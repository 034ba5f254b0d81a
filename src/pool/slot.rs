//! Bounded slot pool with lazy growth
//!
//! A [`SlotPool`] owns up to `capacity` resources, each in its own slot with
//! a busy flag. The pool:
//! - Pre-fills `min(initial, capacity)` slots on [`SlotPool::prefill`]
//! - Hands out the lowest-index free slot on [`SlotPool::acquire`]
//! - Grows by one slot when every existing slot is busy
//! - Reports exhaustion instead of waiting once `size == capacity`
//!
//! Slots are never torn down or replaced. There is no health check on
//! acquire or release, so a resource that silently failed stays in rotation
//! until the process restarts; callers that need self-healing should use
//! [`SelfHealingHandle`](super::SelfHealingHandle) instead.

use std::ops::Deref;
use std::sync::atomic::{AtomicBool, AtomicU64, Ordering};
use std::sync::Arc;
use tokio::sync::RwLock;
use tracing::{debug, info, warn};

use super::connection::{BackendId, Connector, PoolError};
use crate::config::BackendConfig;

/// Statistics for a slot pool
#[derive(Debug, Clone, Default, PartialEq, Eq)]
pub struct PoolStats {
    /// Maximum number of slots
    pub capacity: usize,

    /// Slots holding a constructed resource
    pub size: usize,

    /// Slots currently checked out
    pub busy: usize,

    /// Slots constructed and free
    pub idle: usize,

    /// Total resources constructed
    pub total_created: u64,

    /// Total successful acquisitions
    pub total_acquired: u64,

    /// Acquisitions rejected because the pool was full
    pub total_exhausted: u64,

    /// Failed construction attempts
    pub failed_attempts: u64,
}

#[derive(Debug, Default)]
struct Counters {
    created: AtomicU64,
    acquired: AtomicU64,
    exhausted: AtomicU64,
    failed: AtomicU64,
}

/// A pool-owned resource plus its busy flag
#[derive(Debug)]
struct Slot<T> {
    index: usize,
    resource: T,
    busy: AtomicBool,
}

impl<T> Slot<T> {
    fn new(index: usize, resource: T, busy: bool) -> Self {
        Self {
            index,
            resource,
            busy: AtomicBool::new(busy),
        }
    }

    /// Atomically flip the slot from free to busy
    fn try_claim(&self) -> bool {
        self.busy
            .compare_exchange(false, true, Ordering::Acquire, Ordering::Relaxed)
            .is_ok()
    }
}

/// Exclusive checkout of one pooled resource.
///
/// Leases cannot be built outside the pool. Dropping a lease (or passing it
/// to [`SlotPool::release`]) returns the slot; since the lease is consumed,
/// a slot cannot be released twice.
#[derive(Debug)]
pub struct SlotLease<T> {
    slot: Arc<Slot<T>>,
}

impl<T> SlotLease<T> {
    /// Position of the leased slot in its pool
    pub fn index(&self) -> usize {
        self.slot.index
    }
}

impl<T> Deref for SlotLease<T> {
    type Target = T;

    fn deref(&self) -> &T {
        &self.slot.resource
    }
}

impl<T> Drop for SlotLease<T> {
    fn drop(&mut self) {
        self.slot.busy.store(false, Ordering::Release);
    }
}

/// Fixed-capacity pool of lazily constructed resources for one backend
pub struct SlotPool<C: Connector> {
    name: BackendId,
    config: BackendConfig,
    connector: Arc<C>,

    /// Constructed slots; `slots.len()` is the pool size and only grows
    slots: RwLock<Vec<Arc<Slot<C::Conn>>>>,

    counters: Counters,
}

impl<C: Connector> SlotPool<C> {
    /// Create an empty pool; no resource is constructed until
    /// [`prefill`](Self::prefill) or [`acquire`](Self::acquire)
    pub fn new(name: impl Into<BackendId>, config: BackendConfig, connector: Arc<C>) -> Result<Self, PoolError> {
        let name = name.into();
        config.validate(&name)?;

        debug!(
            backend = %name,
            capacity = config.capacity,
            initial = config.initial,
            "Creating slot pool"
        );

        Ok(Self {
            slots: RwLock::new(Vec::with_capacity(config.capacity)),
            name,
            config,
            connector,
            counters: Counters::default(),
        })
    }

    pub fn name(&self) -> &str {
        &self.name
    }

    pub fn capacity(&self) -> usize {
        self.config.capacity
    }

    /// Number of constructed slots
    pub async fn size(&self) -> usize {
        self.slots.read().await.len()
    }

    /// Construct free slots until `min(initial, capacity)` exist.
    ///
    /// Stops at the first construction failure and returns it; slots built
    /// before the failure stay in the pool. Returns the resulting size.
    pub async fn prefill(&self) -> Result<usize, PoolError> {
        let target = self.config.initial.min(self.capacity());
        let mut slots = self.slots.write().await;

        while slots.len() < target {
            let index = slots.len();
            let resource = self.construct(index).await?;
            slots.push(Arc::new(Slot::new(index, resource, false)));
        }

        debug!(backend = %self.name, size = slots.len(), "Slot pool pre-filled");
        Ok(slots.len())
    }

    /// Check out the lowest-index free resource, growing the pool if needed.
    ///
    /// Fails with [`PoolError::Exhausted`] when every slot is busy and the
    /// pool is at capacity. A construction failure while growing is returned
    /// as-is and leaves the pool size unchanged.
    pub async fn acquire(&self) -> Result<SlotLease<C::Conn>, PoolError> {
        {
            let slots = self.slots.read().await;
            if let Some(lease) = Self::claim_free(&slots) {
                self.counters.acquired.fetch_add(1, Ordering::Relaxed);
                debug!(backend = %self.name, index = lease.index(), "Reusing slot");
                return Ok(lease);
            }
        }

        let mut slots = self.slots.write().await;

        // A slot may have been released while we waited for the write lock
        if let Some(lease) = Self::claim_free(&slots) {
            self.counters.acquired.fetch_add(1, Ordering::Relaxed);
            debug!(backend = %self.name, index = lease.index(), "Reusing slot");
            return Ok(lease);
        }

        if slots.len() >= self.capacity() {
            self.counters.exhausted.fetch_add(1, Ordering::Relaxed);
            warn!(backend = %self.name, capacity = self.capacity(), "Slot pool exhausted");
            return Err(PoolError::Exhausted {
                backend: self.name.clone(),
                capacity: self.capacity(),
            });
        }

        let index = slots.len();
        let resource = self.construct(index).await?;
        let slot = Arc::new(Slot::new(index, resource, true));
        slots.push(Arc::clone(&slot));
        self.counters.acquired.fetch_add(1, Ordering::Relaxed);

        info!(
            backend = %self.name,
            index,
            size = slots.len(),
            capacity = self.capacity(),
            "Slot pool grown"
        );

        Ok(SlotLease { slot })
    }

    /// Return a leased resource to the pool
    pub fn release(&self, lease: SlotLease<C::Conn>) {
        debug!(backend = %self.name, index = lease.index(), "Releasing slot");
        drop(lease);
    }

    /// Get pool statistics
    pub async fn stats(&self) -> PoolStats {
        let slots = self.slots.read().await;
        let busy = slots
            .iter()
            .filter(|slot| slot.busy.load(Ordering::Acquire))
            .count();

        PoolStats {
            capacity: self.capacity(),
            size: slots.len(),
            busy,
            idle: slots.len() - busy,
            total_created: self.counters.created.load(Ordering::Relaxed),
            total_acquired: self.counters.acquired.load(Ordering::Relaxed),
            total_exhausted: self.counters.exhausted.load(Ordering::Relaxed),
            failed_attempts: self.counters.failed.load(Ordering::Relaxed),
        }
    }

    fn claim_free(slots: &[Arc<Slot<C::Conn>>]) -> Option<SlotLease<C::Conn>> {
        slots
            .iter()
            .find(|slot| slot.try_claim())
            .map(|slot| SlotLease {
                slot: Arc::clone(slot),
            })
    }

    async fn construct(&self, index: usize) -> Result<C::Conn, PoolError> {
        match self.connector.connect(&self.name, &self.config).await {
            Ok(resource) => {
                self.counters.created.fetch_add(1, Ordering::Relaxed);
                Ok(resource)
            }
            Err(e) => {
                self.counters.failed.fetch_add(1, Ordering::Relaxed);
                warn!(backend = %self.name, index, error = %e, "Failed to construct slot resource");
                Err(e)
            }
        }
    }
}
//! Per-service pool registry
//!
//! [`KeyedPoolRegistry`] maps a logical service name to an independently
//! built pool. Pools are built on first resolution, under a single build
//! lock, from the configuration the registry's [`ConfigSource`] reports for
//! that name. Entries are type-erased so one registry can hold pools of
//! different kinds; resolving a name as a kind other than the one stored
//! discards the stale entry and rebuilds it.

use parking_lot::RwLock;
use std::any::Any;
use std::collections::HashMap;
use std::future::Future;
use std::sync::Arc;
use tokio::sync::Mutex;
use tracing::{debug, info, warn};

use super::connection::{Connector, PoolError};
use super::slot::SlotPool;
use crate::config::{BackendConfig, ConfigSource};

type Entry = Arc<dyn Any + Send + Sync>;

/// Lazily populated map from service name to pool
pub struct KeyedPoolRegistry {
    source: Arc<dyn ConfigSource>,

    /// Built pools; the lock is only held for map access
    entries: RwLock<HashMap<String, Entry>>,

    /// Serializes pool construction
    build: Mutex<()>,
}

impl KeyedPoolRegistry {
    pub fn new(source: Arc<dyn ConfigSource>) -> Self {
        Self {
            source,
            entries: RwLock::new(HashMap::new()),
            build: Mutex::new(()),
        }
    }

    /// Return the pool registered for `name`, building it with `build` on
    /// first use.
    ///
    /// At most one pool is built per name regardless of how many callers
    /// race on the first resolution. A name with no configuration fails with
    /// [`PoolError::UnknownService`] and nothing is cached. If `build` fails
    /// the error is returned and the next call tries again.
    pub async fn resolve<P, F, Fut>(&self, name: &str, build: F) -> Result<Arc<P>, PoolError>
    where
        P: Send + Sync + 'static,
        F: FnOnce(BackendConfig) -> Fut,
        Fut: Future<Output = Result<P, PoolError>>,
    {
        if let Some(pool) = self.lookup::<P>(name) {
            return Ok(pool);
        }

        let _guard = self.build.lock().await;

        if let Some(pool) = self.lookup::<P>(name) {
            return Ok(pool);
        }

        let config = self.source.backend(name).ok_or_else(|| {
            warn!(service = %name, "No configuration for service");
            PoolError::UnknownService(name.to_string())
        })?;

        debug!(service = %name, address = %config.address, "Building service pool");
        let pool = Arc::new(build(config).await.map_err(|e| {
            warn!(service = %name, error = %e, "Failed to build service pool");
            e
        })?);

        let entry: Entry = pool.clone();
        self.entries.write().insert(name.to_string(), entry);
        info!(service = %name, "Registered service pool");

        Ok(pool)
    }

    /// Resolve `name` to a pre-filled [`SlotPool`] built with `connector`
    pub async fn resolve_slot_pool<C: Connector>(
        &self,
        name: &str,
        connector: Arc<C>,
    ) -> Result<Arc<SlotPool<C>>, PoolError> {
        let service = name.to_string();
        self.resolve(name, move |config| async move {
            let pool = SlotPool::new(service, config, connector)?;
            pool.prefill().await?;
            Ok(pool)
        })
        .await
    }

    /// Whether a pool is registered for `name`
    pub fn contains(&self, name: &str) -> bool {
        self.entries.read().contains_key(name)
    }

    pub fn len(&self) -> usize {
        self.entries.read().len()
    }

    pub fn is_empty(&self) -> bool {
        self.entries.read().is_empty()
    }

    /// Names of all registered pools, sorted
    pub fn names(&self) -> Vec<String> {
        let mut names: Vec<_> = self.entries.read().keys().cloned().collect();
        names.sort();
        names
    }

    fn lookup<P: Send + Sync + 'static>(&self, name: &str) -> Option<Arc<P>> {
        let entry = self.entries.read().get(name).cloned()?;

        match entry.downcast::<P>() {
            Ok(pool) => Some(pool),
            Err(_) => {
                self.discard_mismatched::<P>(name);
                None
            }
        }
    }

    fn discard_mismatched<P: Send + Sync + 'static>(&self, name: &str) {
        let mut entries = self.entries.write();

        // Re-check: another caller may already have rebuilt the entry
        let mismatched = entries
            .get(name)
            .is_some_and(|entry| !(**entry).is::<P>());

        if mismatched {
            entries.remove(name);
            warn!(
                service = %name,
                expected = std::any::type_name::<P>(),
                "Discarding registry entry of unexpected type"
            );
        }
    }
}
//! lazypool - Lazy, concurrency-safe lifecycle management for backend connections

pub mod cli;
pub mod config;
pub mod core;
pub mod pool;

pub use config::{BackendConfig, Config};
pub use core::Core;
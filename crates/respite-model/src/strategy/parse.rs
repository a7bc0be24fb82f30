//! Textual strategy format.
//!
//! A strategy is written as space-separated `key=value` tokens:
//!
//! ```text
//! delay=100ms maxdelay=1s factor=2 maxcount=5 maxduration=30s regular=false
//! ```
//!
//! - `delay` is required, the other keys are optional;
//! - durations use unit-suffixed literals (see [`crate::parse_duration`]);
//! - `factor` must be a non-negative number (`inf` included);
//! - unknown keys and tokens without `=` are rejected;
//! - a repeated key overrides the earlier occurrence.
use std::{fmt, str::FromStr};

use serde::{Deserialize, Deserializer, Serialize, Serializer};
use time::Duration;

use crate::{
    StrategyConfig,
    domain::{
        Flag, KeyValue,
        constants::{
            FIELD_DELAY, FIELD_FACTOR, FIELD_MAX_COUNT, FIELD_MAX_DELAY, FIELD_MAX_DURATION,
            FIELD_REGULAR,
        },
        format_duration, parse_duration,
    },
    error::{ModelError, ModelResult},
};

/// Parses strategy text into a [`StrategyConfig`].
///
/// On failure no partial config is returned; the error names the offending field.
///
/// # Examples
/// ```
/// use respite_model::parse_strategy;
/// use time::Duration;
///
/// let cfg = parse_strategy("delay=100ms maxdelay=1s factor=2.0").unwrap();
/// assert_eq!(cfg.initial_delay, Duration::milliseconds(100));
/// assert_eq!(cfg.max_delay, Duration::seconds(1));
/// assert_eq!(cfg.growth_factor, 2.0);
///
/// let err = parse_strategy("maxdelay=1s").unwrap_err();
/// assert_eq!(err.field(), Some("delay"));
/// ```
pub fn parse_strategy(text: &str) -> ModelResult<StrategyConfig> {
    let mut delay = None;
    let mut cfg = StrategyConfig::default();

    for token in text.split_whitespace() {
        let kv = KeyValue::parse(token)?;
        let value = kv.value();
        match kv.key() {
            FIELD_DELAY => delay = Some(duration_field(FIELD_DELAY, value)?),
            FIELD_MAX_DELAY => cfg.max_delay = duration_field(FIELD_MAX_DELAY, value)?,
            FIELD_MAX_DURATION => {
                cfg.max_total_duration = duration_field(FIELD_MAX_DURATION, value)?
            }
            FIELD_FACTOR => cfg.growth_factor = factor_field(value)?,
            FIELD_MAX_COUNT => {
                let count = value
                    .parse::<u32>()
                    .map_err(|_| ModelError::MalformedInteger {
                        field: FIELD_MAX_COUNT,
                        value: value.to_string(),
                    })?;
                cfg.max_attempts = Some(count);
            }
            FIELD_REGULAR => {
                let flag = Flag::from_literal(value).ok_or_else(|| ModelError::MalformedBoolean {
                    field: FIELD_REGULAR,
                    value: value.to_string(),
                })?;
                cfg.regular = flag.is_enabled();
            }
            other => return Err(ModelError::UnknownField(other.to_string())),
        }
    }

    cfg.initial_delay = delay.ok_or(ModelError::MissingField(FIELD_DELAY))?;
    Ok(cfg)
}

fn duration_field(field: &'static str, value: &str) -> ModelResult<Duration> {
    parse_duration(value).map_err(|reason| ModelError::MalformedDuration {
        field,
        value: value.to_string(),
        reason,
    })
}

fn factor_field(value: &str) -> ModelResult<f64> {
    match value.parse::<f64>() {
        Ok(f) if f >= 0.0 => Ok(f),
        _ => Err(ModelError::MalformedNumber {
            field: FIELD_FACTOR,
            value: value.to_string(),
        }),
    }
}

impl FromStr for StrategyConfig {
    type Err = ModelError;
    fn from_str(s: &str) -> ModelResult<Self> {
        parse_strategy(s)
    }
}

/// Canonical textual form: `delay` first, then only the fields that differ from their defaults.
impl fmt::Display for StrategyConfig {
    fn fmt(&self, f: &mut fmt::Formatter<'_>) -> fmt::Result {
        write!(f, "{FIELD_DELAY}={}", format_duration(self.initial_delay))?;
        if !self.max_delay.is_zero() {
            write!(f, " {FIELD_MAX_DELAY}={}", format_duration(self.max_delay))?;
        }
        // NaN and negative factors never grow, which is what an absent key means.
        if self.growth_factor > 0.0 {
            write!(f, " {FIELD_FACTOR}={}", self.growth_factor)?;
        }
        if let Some(count) = self.max_attempts {
            write!(f, " {FIELD_MAX_COUNT}={count}")?;
        }
        if !self.max_total_duration.is_zero() {
            write!(
                f,
                " {FIELD_MAX_DURATION}={}",
                format_duration(self.max_total_duration)
            )?;
        }
        if self.regular {
            write!(f, " {FIELD_REGULAR}=true")?;
        }
        Ok(())
    }
}

impl Serialize for StrategyConfig {
    fn serialize<S>(&self, serializer: S) -> Result<S::Ok, S::Error>
    where
        S: Serializer,
    {
        serializer.collect_str(self)
    }
}

impl<'de> Deserialize<'de> for StrategyConfig {
    fn deserialize<D>(deserializer: D) -> Result<Self, D::Error>
    where
        D: Deserializer<'de>,
    {
        let s = String::deserialize(deserializer)?;
        parse_strategy(&s).map_err(serde::de::Error::custom)
    }
}
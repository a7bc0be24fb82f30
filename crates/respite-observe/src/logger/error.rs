use thiserror::Error;

#[derive(Debug, Error)]
pub enum LoggerError {
    #[error("invalid log format: {0} (expected: text|json|journald)")]
    InvalidFormat(String),

    #[error("invalid log level filter: {0}")]
    InvalidLevel(String),

    #[error("invalid timezone: {0} (expected: utc|local)")]
    InvalidTimeZone(String),

    #[error("journald is not supported on this platform")]
    JournaldNotSupported,

    #[error("failed to connect to journald: {0}")]
    JournaldInitFailed(String),

    #[error("logger already initialized")]
    AlreadyInitialized,
}

pub type LoggerResult<T> = Result<T, LoggerError>;
use std::{fmt, str::FromStr};

use serde::{Deserialize, Serialize};
use tracing_subscriber::EnvFilter;

use crate::logger::LoggerError;

const DEFAULT_LEVEL: &str = "info";

/// Validated `EnvFilter` expression, e.g. `"info"` or `"respite_core=trace,warn"`.
///
/// Kept as the original string so it can round-trip through configuration files.
#[derive(Debug, Clone, PartialEq, Eq, Serialize, Deserialize)]
#[serde(try_from = "String", into = "String")]
pub struct LoggerLevel(String);

impl LoggerLevel {
    /// Validates and wraps a filter expression.
    ///
    /// # Examples
    /// ```
    /// use respite_observe::LoggerLevel;
    ///
    /// let lvl = LoggerLevel::new("respite_core=debug,info").unwrap();
    /// assert_eq!(lvl.as_str(), "respite_core=debug,info");
    /// assert!(LoggerLevel::new("respite_core=loud").is_err());
    /// ```
    pub fn new(s: impl Into<String>) -> Result<Self, LoggerError> {
        Self::try_from(s.into())
    }

    #[inline]
    pub fn as_str(&self) -> &str {
        &self.0
    }

    /// Builds the filter; falls back to `info` if the expression no longer parses.
    pub fn to_env_filter(&self) -> EnvFilter {
        EnvFilter::try_new(self.as_str()).unwrap_or_else(|_| EnvFilter::new(DEFAULT_LEVEL))
    }
}

impl Default for LoggerLevel {
    fn default() -> Self {
        Self(DEFAULT_LEVEL.to_string())
    }
}

impl FromStr for LoggerLevel {
    type Err = LoggerError;
    fn from_str(s: &str) -> Result<Self, Self::Err> {
        Self::try_from(s.to_owned())
    }
}

impl TryFrom<String> for LoggerLevel {
    type Error = LoggerError;
    fn try_from(s: String) -> Result<Self, Self::Error> {
        match EnvFilter::try_new(&s) {
            Ok(_) => Ok(Self(s)),
            Err(e) => Err(LoggerError::InvalidLevel(format!("{s}: {e}"))),
        }
    }
}

impl From<LoggerLevel> for String {
    fn from(l: LoggerLevel) -> Self {
        l.0
    }
}

impl fmt::Display for LoggerLevel {
    fn fmt(&self, f: &mut fmt::Formatter<'_>) -> fmt::Result {
        f.write_str(&self.0)
    }
}
use std::fmt;

/// Policy bound that ended a run.
#[derive(Debug, Clone, Copy, PartialEq, Eq)]
pub enum ExhaustReason {
    /// The attempt cap was reached.
    MaxAttempts,
    /// The next wait would have overrun the total-duration budget.
    MaxDuration,
}

/// Why a [`super::BackoffIterator`] stopped.
///
/// Both variants are terminal; only [`StopReason::Cancelled`] counts as an external stop.
#[derive(Debug, Clone, Copy, PartialEq, Eq)]
pub enum StopReason {
    /// The policy ran out of attempts or time.
    Exhausted(ExhaustReason),
    /// A cancellation signal interrupted a wait.
    Cancelled,
}

impl StopReason {
    /// `true` only for [`StopReason::Cancelled`].
    pub fn is_external(&self) -> bool {
        matches!(self, StopReason::Cancelled)
    }
}

impl fmt::Display for ExhaustReason {
    fn fmt(&self, f: &mut fmt::Formatter<'_>) -> fmt::Result {
        let s = match self {
            ExhaustReason::MaxAttempts => "max-attempts",
            ExhaustReason::MaxDuration => "max-duration",
        };
        f.write_str(s)
    }
}

impl fmt::Display for StopReason {
    fn fmt(&self, f: &mut fmt::Formatter<'_>) -> fmt::Result {
        match self {
            StopReason::Exhausted(reason) => write!(f, "exhausted ({reason})"),
            StopReason::Cancelled => f.write_str("cancelled"),
        }
    }
}

#[cfg(test)]
mod tests {
    use super::*;

    #[test]
    fn only_cancellation_is_external() {
        assert!(StopReason::Cancelled.is_external());
        assert!(!StopReason::Exhausted(ExhaustReason::MaxAttempts).is_external());
        assert!(!StopReason::Exhausted(ExhaustReason::MaxDuration).is_external());
    }

    #[test]
    fn display_names() {
        assert_eq!(StopReason::Cancelled.to_string(), "cancelled");
        assert_eq!(
            StopReason::Exhausted(ExhaustReason::MaxDuration).to_string(),
            "exhausted (max-duration)"
        );
    }
}
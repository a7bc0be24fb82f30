mod config;
mod error;
mod log;
mod object;

pub use config::{ENV_LOG_FORMAT, ENV_LOG_LEVEL, ENV_LOG_TZ, LoggerConfig};
pub use error::{LoggerError, LoggerResult};
pub use object::{LoggerFormat, LoggerLevel, LoggerTimeZone, LoggerTimer, init_local_offset};

/// Installs the global tracing subscriber described by `cfg`.
///
/// Fails with [`LoggerError::AlreadyInitialized`] if a global subscriber is already set.
///
/// For [`LoggerTimeZone::Local`], call [`init_local_offset`] from `main()` before
/// the async runtime starts threads; otherwise timestamps fall back to UTC.
///
/// # Examples
/// ```rust
/// use respite_observe::{LoggerConfig, init_logger};
///
/// let config = LoggerConfig::default();
/// init_logger(&config).expect("logger must initialize once");
/// tracing::info!("logger ready");
/// ```
pub fn init_logger(cfg: &LoggerConfig) -> LoggerResult<()> {
    match cfg.format {
        LoggerFormat::Text => log::init_text(cfg),
        LoggerFormat::Json => log::init_json(cfg),
        LoggerFormat::Journald => log::init_journald(cfg),
    }
}
use std::time::Duration;

use tokio_util::sync::CancellationToken;

/// How a cancellable wait ended.
#[derive(Debug, Clone, Copy, PartialEq, Eq)]
pub(crate) enum WaitOutcome {
    Elapsed,
    Cancelled,
}

/// Sleeps for `delay`, returning early if `cancel` fires first.
///
/// The cancellation branch is polled first, so a token that is already
/// cancelled wins over a timer that is already due.
pub(crate) async fn wait(delay: Duration, cancel: Option<&CancellationToken>) -> WaitOutcome {
    let Some(token) = cancel else {
        tokio::time::sleep(delay).await;
        return WaitOutcome::Elapsed;
    };

    tokio::select! {
        biased;
        _ = token.cancelled() => WaitOutcome::Cancelled,
        _ = tokio::time::sleep(delay) => WaitOutcome::Elapsed,
    }
}
//! Field names of the textual strategy format.
//!
//! Errors carry these names so callers can match on the offending field
//! without parsing full messages.

/// Initial delay (required).
pub const FIELD_DELAY: &str = "delay";

/// Upper clamp on the per-attempt delay.
pub const FIELD_MAX_DELAY: &str = "maxdelay";

/// Growth multiplier applied after each wait.
pub const FIELD_FACTOR: &str = "factor";

/// Cap on the number of attempts.
pub const FIELD_MAX_COUNT: &str = "maxcount";

/// Cap on the cumulative elapsed time.
pub const FIELD_MAX_DURATION: &str = "maxduration";

/// Fixed-interval mode switch.
pub const FIELD_REGULAR: &str = "regular";
use std::io::IsTerminal;

use serde::{Deserialize, Serialize};

use crate::logger::{
    error::LoggerResult,
    object::{LoggerFormat, LoggerLevel, LoggerTimeZone},
};

/// Environment variable holding the level filter (e.g. `info,respite_core=trace`).
pub const ENV_LOG_LEVEL: &str = "RESPITE_LOG";

/// Environment variable holding the output format (`text`, `json`, `journald`).
pub const ENV_LOG_FORMAT: &str = "RESPITE_LOG_FORMAT";

/// Environment variable holding the timestamp timezone (`utc`, `local`).
pub const ENV_LOG_TZ: &str = "RESPITE_LOG_TZ";

/// Logger configuration.
#[derive(Debug, Clone, Serialize, Deserialize)]
#[serde(default)]
pub struct LoggerConfig {
    /// Output format.
    pub format: LoggerFormat,
    /// `EnvFilter` expression.
    pub level: LoggerLevel,
    /// Timezone for timestamps.
    pub tz: LoggerTimeZone,
    /// Include event targets (module paths).
    pub with_targets: bool,
    /// Colored text output; only honored when stdout is a terminal.
    pub use_color: bool,
}

impl Default for LoggerConfig {
    fn default() -> Self {
        Self {
            format: LoggerFormat::default(),
            level: LoggerLevel::default(),
            tz: LoggerTimeZone::default(),
            with_targets: true,
            use_color: true,
        }
    }
}

impl LoggerConfig {
    /// Defaults overridden by [`ENV_LOG_LEVEL`], [`ENV_LOG_FORMAT`] and [`ENV_LOG_TZ`].
    ///
    /// Unset or empty variables keep their default; set but invalid ones are an error.
    pub fn from_env() -> LoggerResult<Self> {
        Self::from_lookup(|key| std::env::var(key).ok())
    }

    /// Same as [`LoggerConfig::from_env`] with a custom variable source.
    pub fn from_lookup<F>(lookup: F) -> LoggerResult<Self>
    where
        F: Fn(&str) -> Option<String>,
    {
        let get = |key: &str| lookup(key).filter(|v| !v.trim().is_empty());

        let mut cfg = Self::default();
        if let Some(level) = get(ENV_LOG_LEVEL) {
            cfg.level = level.parse()?;
        }
        if let Some(format) = get(ENV_LOG_FORMAT) {
            cfg.format = format.parse()?;
        }
        if let Some(tz) = get(ENV_LOG_TZ) {
            cfg.tz = tz.parse()?;
        }
        Ok(cfg)
    }

    /// Whether ANSI colors should be emitted right now.
    pub fn should_use_color(&self) -> bool {
        self.use_color && std::io::stdout().is_terminal()
    }
}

§ YOUR GOAL: Reproduce exactly the entries above, limited to the lines from the one with "busy and the" through the one with "let slot = Arc::new(Slot::new(index, resource, true));", both included.

§ TASK RESPONSE:
    /// Fails with [`PoolError::Exhausted`] when every slot is busy and the
    /// pool is at capacity. A construction failure while growing is returned
    /// as-is and leaves the pool size unchanged.
    pub async fn acquire(&self) -> Result<SlotLease<C::Conn>, PoolError> {
        {
            let slots = self.slots.read().await;
            if let Some(lease) = Self::claim_free(&slots) {
                self.counters.acquired.fetch_add(1, Ordering::Relaxed);
                debug!(backend = %self.name, index = lease.index(), "Reusing slot");
                return Ok(lease);
            }
        }

        let mut slots = self.slots.write().await;

        // A slot may have been released while we waited for the write lock
        if let Some(lease) = Self::claim_free(&slots) {
            self.counters.acquired.fetch_add(1, Ordering::Relaxed);
            debug!(backend = %self.name, index = lease.index(), "Reusing slot");
            return Ok(lease);
        }

        if slots.len() >= self.capacity() {
            self.counters.exhausted.fetch_add(1, Ordering::Relaxed);
            warn!(backend = %self.name, capacity = self.capacity(), "Slot pool exhausted");
            return Err(PoolError::Exhausted {
                backend: self.name.clone(),
                capacity: self.capacity(),
            });
        }

        let index = slots.len();
        let resource = self.construct(index).await?;
        let slot = Arc::new(Slot::new(index, resource, true));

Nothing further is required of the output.